Don't Tell Me How to Eat My Tortellini

Don't Tell Me How to Eat My Tortellini

The Wisemen Brotherhood of Tortellino hired a pool of lawyers to protect its pasta.

SourceCarlo Speranza / EyeEm / Getty Images

Why you should care

Because rules are made to be broken.

Let’s just admit it: When it comes to good food, Italy rocks. Pizza, lasagna, ice cream, pasta — we simply do it better, and we’re proud and protective of our gourmet recipes.

Lately, though, a new kind of fetishism is rising. Italians are taking gastronomical matters too seriously, and across the boot, a bunch of food crusaders and protection lobbies are rising. Secret societies, academies, gourmet hermits and petty chefs are out to tell the world that their local cuisine and ancient recipes are sacred, untouchable.

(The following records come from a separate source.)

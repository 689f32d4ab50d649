//! Infrastructure adapters and runtime bootstrap.

pub mod error;
pub mod http;
pub mod session;
pub mod ssr_transport;
pub mod telemetry;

The Ventricina Academy protects a spicy salami made of animal entrails that is produced in only one location; the organization is also engaged in a tiff with a rival region over who created ventricina. The Azdore are Italian-style Amazon warriors who defend the art of handmade pasta, rolling pins in hand and worshipping their own goddesses. Tiny neighboring towns bicker over who has the best fish soup and have set up scientific committees to ascertain this, while others have founded mystical confraternities to defend original stockfish and sea urchin recipes and to hand them down to future generations. Members, who believe fish must be cooked in a certain way, go around dressed as monks and in search of followers. Cod ambassadors travel the world via kayak to spread the gospel on how to prepare the one and only stockfish soup made the Venetian way. If, say, a restaurant cooks the cod for three hours instead of four, it will be kicked out of the exclusive club.

Ciao, ciao.

There’s also the Wisemen Brotherhood of Tortellino, which has hired a pool of lawyers to defend its copyright of the ring-shaped pasta that looks like Venus’ belly button. The group even tells you how to eat it: in a thick capon broth. If you gulp tortellini down with meat ragù, you’re committing a sacrilege. Even cakes can be taboo: The original panettone recipe, for example, is fiercely defended by Milan’s Chamber of Commerce. There are, of course, fanatical pizza-makers. “Real” Neapolitan pizza can be savored only in taverns that boast the special label.

And mozzarella?

Forget the gluey stuff you find in markets and restaurants across the globe. The genuine item is made not of cow milk but of water buffalo milk that comes exclusively from animals that freely graze the fields in a sun-kissed, fertile patch of land between Rome and Naples. Outside that zone, as if special magnetic vibrations existed there, it’s bullshit (sorry, but that’s the best description I can come up with right now). In fact, Italians use bufala to refer to any kind of hoax, meaning you were fooled into buying what you thought was premium porcelain-white mozzarella, but which turned out to be a tasteless, yellowish dense cow cheese of unknown origin.

Basta!

Tell you what: If it tastes good, who cares what the sages say?